◆ Activity:
How many lines below include the word "Detector"? State that number and nothing else.

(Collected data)
***

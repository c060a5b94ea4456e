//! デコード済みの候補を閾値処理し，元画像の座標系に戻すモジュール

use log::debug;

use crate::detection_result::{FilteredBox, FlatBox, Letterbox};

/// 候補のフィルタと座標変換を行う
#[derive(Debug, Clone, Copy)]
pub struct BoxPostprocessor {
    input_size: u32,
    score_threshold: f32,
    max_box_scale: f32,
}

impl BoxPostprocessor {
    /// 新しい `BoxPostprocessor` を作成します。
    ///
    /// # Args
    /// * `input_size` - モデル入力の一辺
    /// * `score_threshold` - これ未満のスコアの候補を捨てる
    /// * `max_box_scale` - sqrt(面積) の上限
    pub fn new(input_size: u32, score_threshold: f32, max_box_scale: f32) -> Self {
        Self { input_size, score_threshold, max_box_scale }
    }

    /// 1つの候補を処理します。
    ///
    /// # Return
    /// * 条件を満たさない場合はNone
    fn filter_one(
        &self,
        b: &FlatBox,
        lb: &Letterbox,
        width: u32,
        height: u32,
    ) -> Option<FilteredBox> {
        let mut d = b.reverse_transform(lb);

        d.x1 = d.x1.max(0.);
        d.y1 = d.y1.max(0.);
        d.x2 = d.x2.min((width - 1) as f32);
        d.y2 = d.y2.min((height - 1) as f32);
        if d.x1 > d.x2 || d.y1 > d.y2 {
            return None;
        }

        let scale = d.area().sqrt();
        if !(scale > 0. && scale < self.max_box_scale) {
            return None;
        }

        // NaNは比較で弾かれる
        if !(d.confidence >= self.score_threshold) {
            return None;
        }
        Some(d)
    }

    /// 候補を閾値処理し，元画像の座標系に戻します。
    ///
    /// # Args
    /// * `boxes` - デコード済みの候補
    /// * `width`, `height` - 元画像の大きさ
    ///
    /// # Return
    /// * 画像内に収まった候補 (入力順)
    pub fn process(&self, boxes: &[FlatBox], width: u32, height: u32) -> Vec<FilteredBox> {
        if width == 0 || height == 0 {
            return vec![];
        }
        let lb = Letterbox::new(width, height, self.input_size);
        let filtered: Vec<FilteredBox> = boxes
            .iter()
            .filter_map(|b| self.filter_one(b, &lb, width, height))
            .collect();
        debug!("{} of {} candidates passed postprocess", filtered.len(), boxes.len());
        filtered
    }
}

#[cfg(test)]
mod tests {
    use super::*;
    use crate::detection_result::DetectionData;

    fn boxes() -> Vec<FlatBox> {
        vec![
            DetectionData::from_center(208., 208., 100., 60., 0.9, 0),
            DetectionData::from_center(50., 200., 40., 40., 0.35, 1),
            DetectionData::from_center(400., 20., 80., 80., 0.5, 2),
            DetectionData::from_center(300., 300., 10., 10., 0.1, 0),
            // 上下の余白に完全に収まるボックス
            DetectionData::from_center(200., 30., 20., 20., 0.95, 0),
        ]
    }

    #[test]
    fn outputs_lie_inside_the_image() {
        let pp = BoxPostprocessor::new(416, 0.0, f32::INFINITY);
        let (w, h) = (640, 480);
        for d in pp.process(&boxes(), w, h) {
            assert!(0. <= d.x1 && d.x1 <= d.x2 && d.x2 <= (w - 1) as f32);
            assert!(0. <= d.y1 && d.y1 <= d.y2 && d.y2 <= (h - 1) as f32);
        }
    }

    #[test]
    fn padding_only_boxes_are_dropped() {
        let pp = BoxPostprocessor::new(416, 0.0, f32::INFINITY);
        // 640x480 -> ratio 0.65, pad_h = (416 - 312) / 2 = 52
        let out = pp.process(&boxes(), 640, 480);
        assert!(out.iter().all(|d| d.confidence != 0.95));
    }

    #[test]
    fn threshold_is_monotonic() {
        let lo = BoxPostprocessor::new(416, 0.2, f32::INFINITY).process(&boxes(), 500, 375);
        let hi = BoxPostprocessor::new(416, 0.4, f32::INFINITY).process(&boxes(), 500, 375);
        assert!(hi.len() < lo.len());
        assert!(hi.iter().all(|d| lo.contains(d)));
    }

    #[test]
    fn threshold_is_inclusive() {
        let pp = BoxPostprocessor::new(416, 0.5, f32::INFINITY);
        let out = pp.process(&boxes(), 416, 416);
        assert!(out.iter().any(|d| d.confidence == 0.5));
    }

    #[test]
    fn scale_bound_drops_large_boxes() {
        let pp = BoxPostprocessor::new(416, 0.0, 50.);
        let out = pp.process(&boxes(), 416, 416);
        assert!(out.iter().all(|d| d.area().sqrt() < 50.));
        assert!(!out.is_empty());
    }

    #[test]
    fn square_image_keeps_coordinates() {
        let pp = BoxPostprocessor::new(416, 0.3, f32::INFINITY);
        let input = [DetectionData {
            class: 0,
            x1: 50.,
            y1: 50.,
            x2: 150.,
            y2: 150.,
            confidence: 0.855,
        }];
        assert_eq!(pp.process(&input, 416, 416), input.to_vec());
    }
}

***

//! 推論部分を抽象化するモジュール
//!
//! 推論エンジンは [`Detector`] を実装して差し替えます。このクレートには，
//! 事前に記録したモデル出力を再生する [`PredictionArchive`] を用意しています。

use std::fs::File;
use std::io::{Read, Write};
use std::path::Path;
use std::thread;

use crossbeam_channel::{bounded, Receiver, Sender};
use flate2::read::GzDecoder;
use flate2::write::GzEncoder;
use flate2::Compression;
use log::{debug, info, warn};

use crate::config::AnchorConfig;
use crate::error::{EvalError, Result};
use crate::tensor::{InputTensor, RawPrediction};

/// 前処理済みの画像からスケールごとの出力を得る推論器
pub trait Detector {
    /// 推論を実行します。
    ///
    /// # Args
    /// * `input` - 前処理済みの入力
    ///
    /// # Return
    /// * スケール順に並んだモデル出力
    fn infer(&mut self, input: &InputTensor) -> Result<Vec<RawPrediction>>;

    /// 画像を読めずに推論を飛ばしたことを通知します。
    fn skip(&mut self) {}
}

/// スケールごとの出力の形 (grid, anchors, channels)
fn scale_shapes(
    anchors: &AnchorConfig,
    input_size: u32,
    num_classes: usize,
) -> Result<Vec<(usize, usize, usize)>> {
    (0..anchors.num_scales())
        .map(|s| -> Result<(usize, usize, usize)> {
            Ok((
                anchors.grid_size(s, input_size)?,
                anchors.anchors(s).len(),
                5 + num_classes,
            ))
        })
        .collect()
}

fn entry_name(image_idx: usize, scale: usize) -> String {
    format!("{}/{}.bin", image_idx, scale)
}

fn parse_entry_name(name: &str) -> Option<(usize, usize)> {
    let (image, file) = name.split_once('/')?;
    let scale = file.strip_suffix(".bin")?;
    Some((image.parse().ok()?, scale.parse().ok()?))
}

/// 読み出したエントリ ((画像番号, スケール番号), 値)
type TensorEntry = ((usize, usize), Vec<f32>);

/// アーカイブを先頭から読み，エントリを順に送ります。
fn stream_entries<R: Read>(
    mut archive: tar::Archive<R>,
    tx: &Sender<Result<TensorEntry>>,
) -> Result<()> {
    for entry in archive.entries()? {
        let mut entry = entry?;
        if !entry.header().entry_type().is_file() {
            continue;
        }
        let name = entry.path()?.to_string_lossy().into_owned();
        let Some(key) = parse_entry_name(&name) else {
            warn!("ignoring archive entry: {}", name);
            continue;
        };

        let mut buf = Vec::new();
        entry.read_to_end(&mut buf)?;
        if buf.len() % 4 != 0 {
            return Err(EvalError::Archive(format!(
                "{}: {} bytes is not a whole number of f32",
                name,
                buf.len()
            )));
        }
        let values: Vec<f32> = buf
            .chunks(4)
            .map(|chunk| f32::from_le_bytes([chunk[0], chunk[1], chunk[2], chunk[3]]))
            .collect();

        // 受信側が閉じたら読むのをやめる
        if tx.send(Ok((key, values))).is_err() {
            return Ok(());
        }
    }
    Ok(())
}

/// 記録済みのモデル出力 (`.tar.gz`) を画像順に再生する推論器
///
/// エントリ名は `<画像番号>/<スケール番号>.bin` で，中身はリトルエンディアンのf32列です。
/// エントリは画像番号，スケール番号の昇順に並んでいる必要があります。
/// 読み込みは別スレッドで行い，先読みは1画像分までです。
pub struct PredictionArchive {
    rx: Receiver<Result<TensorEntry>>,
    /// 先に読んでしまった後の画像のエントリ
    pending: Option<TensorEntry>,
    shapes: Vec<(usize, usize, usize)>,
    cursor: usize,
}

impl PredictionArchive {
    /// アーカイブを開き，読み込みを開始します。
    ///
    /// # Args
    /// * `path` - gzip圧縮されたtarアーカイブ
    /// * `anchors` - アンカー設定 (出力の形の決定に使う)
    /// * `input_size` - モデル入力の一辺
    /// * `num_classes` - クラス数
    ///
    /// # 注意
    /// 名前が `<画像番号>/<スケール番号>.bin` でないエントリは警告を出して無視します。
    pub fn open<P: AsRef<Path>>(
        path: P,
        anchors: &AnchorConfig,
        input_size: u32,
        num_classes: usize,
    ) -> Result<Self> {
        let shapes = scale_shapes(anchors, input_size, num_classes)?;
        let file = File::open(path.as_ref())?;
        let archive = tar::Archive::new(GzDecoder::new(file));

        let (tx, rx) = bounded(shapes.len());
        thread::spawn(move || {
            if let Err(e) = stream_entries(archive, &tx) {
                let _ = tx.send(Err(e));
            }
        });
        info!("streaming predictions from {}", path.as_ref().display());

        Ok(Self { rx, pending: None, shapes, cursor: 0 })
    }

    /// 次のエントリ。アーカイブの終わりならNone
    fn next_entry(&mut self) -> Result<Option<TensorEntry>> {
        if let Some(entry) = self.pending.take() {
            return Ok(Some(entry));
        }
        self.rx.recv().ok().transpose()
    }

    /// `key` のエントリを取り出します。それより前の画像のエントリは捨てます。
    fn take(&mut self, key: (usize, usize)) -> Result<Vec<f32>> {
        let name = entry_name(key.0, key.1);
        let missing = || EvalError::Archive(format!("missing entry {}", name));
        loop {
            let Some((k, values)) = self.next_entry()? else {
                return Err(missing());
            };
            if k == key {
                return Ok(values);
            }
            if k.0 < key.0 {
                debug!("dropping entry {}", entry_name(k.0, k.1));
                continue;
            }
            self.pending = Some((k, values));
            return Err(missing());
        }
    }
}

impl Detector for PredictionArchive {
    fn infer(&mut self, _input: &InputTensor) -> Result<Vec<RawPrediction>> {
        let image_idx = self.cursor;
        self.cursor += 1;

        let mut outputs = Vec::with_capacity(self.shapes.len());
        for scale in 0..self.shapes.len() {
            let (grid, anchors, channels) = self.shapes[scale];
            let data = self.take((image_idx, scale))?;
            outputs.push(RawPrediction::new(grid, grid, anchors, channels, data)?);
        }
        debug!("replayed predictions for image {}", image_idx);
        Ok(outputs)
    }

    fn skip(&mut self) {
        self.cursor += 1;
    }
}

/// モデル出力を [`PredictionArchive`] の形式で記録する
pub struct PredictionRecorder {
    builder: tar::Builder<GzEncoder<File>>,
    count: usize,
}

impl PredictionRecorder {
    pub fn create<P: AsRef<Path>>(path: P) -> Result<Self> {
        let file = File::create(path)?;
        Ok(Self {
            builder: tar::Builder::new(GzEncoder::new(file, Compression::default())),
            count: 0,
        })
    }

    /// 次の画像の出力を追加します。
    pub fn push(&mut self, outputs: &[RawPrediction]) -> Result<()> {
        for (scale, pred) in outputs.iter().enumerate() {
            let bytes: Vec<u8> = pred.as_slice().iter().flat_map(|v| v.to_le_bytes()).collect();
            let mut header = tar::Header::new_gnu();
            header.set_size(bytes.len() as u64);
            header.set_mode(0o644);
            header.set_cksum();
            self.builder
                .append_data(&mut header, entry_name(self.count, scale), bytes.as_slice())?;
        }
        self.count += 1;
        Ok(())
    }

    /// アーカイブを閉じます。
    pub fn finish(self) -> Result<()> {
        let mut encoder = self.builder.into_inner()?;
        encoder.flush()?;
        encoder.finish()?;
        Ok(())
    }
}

***

◆ Output:
3